ZFS clones can be used to provide this data for testing in a safe fashion as
follows: a snapshot of a file system is created, and from this snapshot, a
clone can be instantiated. The live file system and the clone share the data
contained in the clone. The clone stores changes to the clone itself
(additions, deletions, updates) without affecting the data in the live file
system. When testing is completed, the snapshot and the clone can be discarded,
returning the storage they consumed during their use.

## Architecture

## Base ZFS Node Design
The layout of the any ZFS node
would consist of an OS pool and a data pool. The OS pool would generally be the
single local disk provided for OS installation; the data pool would be derived of a
local SSD drive and attached Premium Networked SSD storage. The data pool would
be configured to leverage the directly attached SSD as a tier in ZFS L2ARC cache
storage. This allows for more frequently used block areas to be auto migrated to
faster storage by ZFS and increasing performance.


### Anatomy of a ZFS Git Storage Node
A storage node is a pool of POSIX-compliant storage with Gitaly running on top
of it to perform Git operations against repositories hosted on said node.
Repositories at the disk level are grouped in shards. Currently, there is one
shard per host, but a Gitaly server can support multiple shards. A single ZFS
storage pool in each storage node would contain one ZFS file system per Gitaly
shard. If we ever decided to run multiple shards, each shard would be assigned
a ZFS file system. These file systems share the storage in the underlying pool.
A ZFS file system is the basic ZFS operating unit against which snapshots and
clones be created, and remote replication accomplished. These operations are
simply accomplished through the use of the zpool and zfs commands.

### Anatomy of a ZFS DB Storage Node
A DB node is a pool of ZFS storage with PostgreSQL running on top of it to service
the data persistent storage needs of the application. Database nodes would have a
volume structure for all of the git data (currently `/var/opt/gitlab`) but would
have a defined volume _just_ for the database content. This nested volume structure
allows for growth and snapshotting of settings, logs, and data while at the same time
providing for quick snapshots of **just** the core PostgreSQL data for DB replication
to alternate environments / location via ZFS asynchronous replication.

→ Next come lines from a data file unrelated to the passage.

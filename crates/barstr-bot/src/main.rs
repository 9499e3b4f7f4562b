use barstr::geocoder::DEFAULT_GEOCODER_URL;
use barstr::http::DEFAULT_USER_AGENT;
use barstr::venues::DEFAULT_VENUES_URL;
use barstr::DEFAULT_LOOKBACK_SECS;
use barstr_bot::Config;
use clap::Parser;
use std::time::Duration;
use tracing::{error, info};
use tracing_subscriber::{prelude::*, EnvFilter};

#[derive(Parser)]
#[command(name = "barstr-bot")]
#[command(version)]
#[command(about = "Replies to #barstr notes on nostr with bitcoin-friendly bars")]
struct Cli {
    /// Secret key (nsec or hex). A random identity is used when unset
    #[arg(long, env = "NOSTR_NSEC", hide_env_values = true)]
    secret_key: Option<String>,

    /// Relay URL (repeatable)
    #[arg(long = "relay", env = "BARSTR_RELAYS", value_delimiter = ',')]
    relays: Vec<String>,

    /// Geocoding search endpoint
    #[arg(long, env = "BARSTR_GEOCODER_URL", default_value = DEFAULT_GEOCODER_URL)]
    geocoder_url: String,

    /// Venue elements endpoint
    #[arg(long, env = "BARSTR_VENUES_URL", default_value = DEFAULT_VENUES_URL)]
    venues_url: String,

    /// User-Agent sent to the providers
    #[arg(long, env = "BARSTR_USER_AGENT", default_value = DEFAULT_USER_AGENT)]
    user_agent: String,

    /// Per-request timeout for provider calls
    #[arg(long, env = "BARSTR_HTTP_TIMEOUT_SECS", default_value_t = 10)]
    http_timeout_secs: u64,

    /// How many seconds of past notes the subscriptions cover at startup
    #[arg(long, env = "BARSTR_LOOKBACK_SECS", default_value_t = DEFAULT_LOOKBACK_SECS)]
    lookback_secs: u64,
}

impl From<Cli> for Config {
    fn from(cli: Cli) -> Self {
        Self {
            secret_key: cli.secret_key,
            relays: cli.relays,
            geocoder_url: cli.geocoder_url,
            venues_url: cli.venues_url,
            user_agent: cli.user_agent,
            http_timeout: Duration::from_secs(cli.http_timeout_secs),
            lookback_secs: cli.lookback_secs,
        }
    }
}

#[tokio::main]
async fn main() {
    dotenvy::dotenv().ok();
    init_logging();

    let config = Config::from(Cli::parse());

    if let Err(e) = barstr_bot::run(config, shutdown_signal()).await {
        error!("Fatal error: {:#}", e);
        std::process::exit(1);
    }
}

fn init_logging() {
    let filter = EnvFilter::try_from_default_env().unwrap_or_else(|_| EnvFilter::new("info"));

    tracing_subscriber::registry()
        .with(filter)
        .with(tracing_subscriber::fmt::layer().with_writer(std::io::stderr))
        .init();
}

async fn shutdown_signal() {
    match tokio::signal::ctrl_c().await {
        Ok(()) => info!("Bot stopped by user."),
        Err(e) => {
            error!("Failed to listen for Ctrl-C: {}", e);
            std::future::pending::<()>().await;
        }
    }
}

## Implementation Considerations

### Testing
We should perform proper benchmarking of ZFS on GCP through the use of tools
like FileBench, which allow us to model workloads. Additionally, we should
test:

* Underlying device failures to gather data on resilvering speeds and
  throttling
* Model unwanted deletions to test our ability to restore selectively or at the
  file system level
* Setup remote replication on a desired target to measure latencies, lags, and
  speeds
* Setup snapshots and clones to model the creation and teardown of testing
  environments
* Setup a parallel staging environment where we can start measuring the
  performance for the database and the staging file servers.
* Setup a dedicated shard for a subset of internal repositories before we role
  this out for new customers.
* Compare latency histograms for real-world workloads from ext4 control and zfs
  experimental volumes (Proposal: eBPF + Prometheus eBPF exporter)


### GitLab.com and Self-managed
The adoption of ZFS allows us to maintain independence from any cloud provider,
so it is entirely feasible to use ZFS in both GitLab.com and self-managed
installations. One important aspect to consider is how to migrate existing
installations from their current file systems to ZFS.

## Operational Considerations

### Automation
ZFS Chef cookbooks exist for ZFS on Linux:
https://github.com/biola/chef-zfs_linux, and we will likely have to invest in
automation to manage ZFS file systems in relation to Gitaly shards. Tooling
will be necessary to manage snapshots and clones, especially in relation to
testing environments. Project recovery tooling (from snapshots) is also
necessary to ease the process.

#### Disk Image Creation
Since we are going to be retooling the underlying filesystem of the node architecture
it only make sense to look at the way that we are generating nodes. Currently
today we start from a base linux image and bootstrap it into Chef, then build all
of our customizations and dependencies per-node. This is repetative work and no 
longer efficient when talking about desiring to have auto-scale services and with
and eye towards kubernetes. With this project we would like to create a CI/CD pipeline
that leverages Packer to produce GCP disk images that are 'feature complete' to
be boostraped into needed purposses. This means that we would produce a GCP disk
image that already had the latest kernel, patches, require software, configuration
and was ready to be bootstrapped into an individual node role (i.e. sidekiq, web, git).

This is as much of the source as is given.